任意整理や自己破産とどう違う?「個人再生」の手続きについて

「個人再生」は、債務整理の手続きのひとつです。他の債務整理には、「任意整理」や「自己破産」があります。任意整理では、裁判所を通さずに債務者が債権者に返済額や返済回数について直接交渉を行います。自己破産では、裁判所を介して財産の処分や免責手続きを行います。これらと個人再生は、どのように異なるのでしょうか。今回は、個人再生のメリットや、利用できる条件についてみていきます。

■「個人再生」は、裁判所を介した法的手続き

個人再生は、裁判所を介して借金の減額をする手続きです。借入金額にもよりますが、一般的には、原則として借金の5分の1もしくは最低弁済額100万円まで減額することが可能になり、圧縮された借金は3~5年の間に分割返済することになります。任意整理との違いは、個人再生は大幅に借金を減額できるという点です。なお、法的機関である裁判所を通すため、提出書類が多く、手続きも複雑です。
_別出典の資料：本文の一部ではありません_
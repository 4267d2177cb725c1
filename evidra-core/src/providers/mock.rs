//! Mock evidence provider for testing and offline runs.

use super::EvidenceProvider;
use crate::error::ProviderError;
use crate::research::sources::{EvidenceRecord, ProviderKind};
use async_trait::async_trait;
use std::collections::VecDeque;
use std::sync::Mutex;
use std::time::Duration;

/// How a mock answers when no scripted round response is queued.
enum Fallback {
    /// Generate `count` synthetic records, numbered uniquely across calls.
    Synthetic,
    /// Always return these records (truncated to `count`).
    Fixed(Vec<EvidenceRecord>),
    Fail(String),
}

/// A scriptable `EvidenceProvider`.
///
/// Queued responses are consumed one per call; afterwards the fallback
/// behaviour applies. Every call is recorded as `(query, count)`.
pub struct MockEvidenceProvider {
    kind: ProviderKind,
    delay: Duration,
    fallback: Fallback,
    queued: Mutex<VecDeque<Result<Vec<EvidenceRecord>, String>>>,
    calls: Mutex<Vec<(String, usize)>>,
    serial: Mutex<usize>,
}

impl MockEvidenceProvider {
    /// A provider that synthesizes `count` fresh records on every call.
    pub fn synthetic(kind: ProviderKind) -> Self {
        Self::with_fallback(kind, Fallback::Synthetic)
    }

    /// A provider that always returns the same records.
    pub fn fixed(kind: ProviderKind, records: Vec<EvidenceRecord>) -> Self {
        Self::with_fallback(kind, Fallback::Fixed(records))
    }

    /// A provider that always fails.
    pub fn failing(kind: ProviderKind, message: impl Into<String>) -> Self {
        Self::with_fallback(kind, Fallback::Fail(message.into()))
    }

    fn with_fallback(kind: ProviderKind, fallback: Fallback) -> Self {
        Self {
            kind,
            delay: Duration::ZERO,
            fallback,
            queued: Mutex::new(VecDeque::new()),
            calls: Mutex::new(Vec::new()),
            serial: Mutex::new(0),
        }
    }

    /// Sleep this long before answering.
    pub fn with_delay(mut self, delay: Duration) -> Self {
        self.delay = delay;
        self
    }

    /// Queue the records returned by the next call.
    pub fn queue_records(&self, records: Vec<EvidenceRecord>) {
        if let Ok(mut queued) = self.queued.lock() {
            queued.push_back(Ok(records));
        }
    }

    /// Queue a failure for the next call.
    pub fn queue_failure(&self, message: impl Into<String>) {
        if let Ok(mut queued) = self.queued.lock() {
            queued.push_back(Err(message.into()));
        }
    }

    pub fn calls(&self) -> Vec<(String, usize)> {
        self.calls.lock().map(|c| c.clone()).unwrap_or_default()
    }

    pub fn call_count(&self) -> usize {
        self.calls.lock().map(|c| c.len()).unwrap_or(0)
    }

    fn synthesize(&self, query: &str, count: usize) -> Vec<EvidenceRecord> {
        let start = match self.serial.lock() {
            Ok(mut serial) => {
                let start = *serial;
                *serial += count;
                start
            }
            Err(_) => 0,
        };
        (start..start + count)
            .map(|n| {
                let title = format!("{query} ({} #{n})", self.kind);
                match self.kind {
                    ProviderKind::Web => EvidenceRecord::web(
                        format!("https://example.org/web/{n}"),
                        title,
                        format!("Web passage {n} about {query}"),
                    ),
                    ProviderKind::Journal => EvidenceRecord::journal(
                        format!("{}", 30_000_000 + n),
                        title,
                        format!("Abstract {n} about {query}"),
                    ),
                    ProviderKind::Preprint => EvidenceRecord::preprint(
                        format!("https://www.medrxiv.org/content/10.1101/{n}"),
                        title,
                        format!("Preprint abstract {n} about {query}"),
                    ),
                    ProviderKind::Trials => EvidenceRecord::trial(
                        format!("NCT{:08}", n),
                        title,
                        format!("Trial summary {n} about {query}"),
                    ),
                }
            })
            .collect()
    }
}

#[async_trait]
impl EvidenceProvider for MockEvidenceProvider {
    fn kind(&self) -> ProviderKind {
        self.kind
    }

    async fn fetch(&self, query: &str, count: usize) -> Result<Vec<EvidenceRecord>, ProviderError> {
        if let Ok(mut calls) = self.calls.lock() {
            calls.push((query.to_string(), count));
        }
        if !self.delay.is_zero() {
            tokio::time::sleep(self.delay).await;
        }

        let scripted = self.queued.lock().ok().and_then(|mut q| q.pop_front());
        let outcome = match scripted {
            Some(item) => item,
            None => match &self.fallback {
                Fallback::Synthetic => Ok(self.synthesize(query, count)),
                Fallback::Fixed(records) => Ok(records.clone()),
                Fallback::Fail(message) => Err(message.clone()),
            },
        };

        outcome
            .map(|mut records| {
                records.truncate(count);
                records
            })
            .map_err(|message| ProviderError::Request {
                provider: self.kind,
                message,
            })
    }
}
任意整理は裁判外の交渉であり、法的な強制力はありません。しかし、裁判手続きである個人再生は、裁判所によって認可決定されれば債権者に対する法的な強制力が生じます。

■個人再生のメリット

個人再生の大きな特徴は、住宅ローンの残ったマイホームを維持したまま、大幅な借金の減額が可能な点です(※住宅資金特別条項には条件があります)。ただし、車などの財産はローンが残っていれば手放す可能性があります。自己破産の場合は、借金の支払い義務は全額免除されますが、財産を所有し続けることはできません。また、自己破産の場合は借入理由を問われ、ギャンブルや浪費などの場合は免責されないケースがありますが、個人再生の場合には借入理由は問われません。

■個人再生が利用できる条件

個人再生は、誰でも利用できるというわけではありません。個人再生を行うための基本的な条件としては、「住宅ローン以外の借金総額が5,000万円以下であること」「継続的かつ安定した収入が見込める」などがあります。裁判所に提出する再生計画案に沿った返済をしていくことになるため、安定した収入が無い場合は個人再生は難しくなります。

 個人再生は裁判手続きになるため、民事再生法で決められている「法律要件」を満たしていることが利用の条件になってきます。

また、住宅ローンの残っているマイホームを維持できる「住宅資金特別条項」の制度にも、利用の要件が定められています。個人再生の手続きをスムーズに行うには、法的な専門知識が必要です。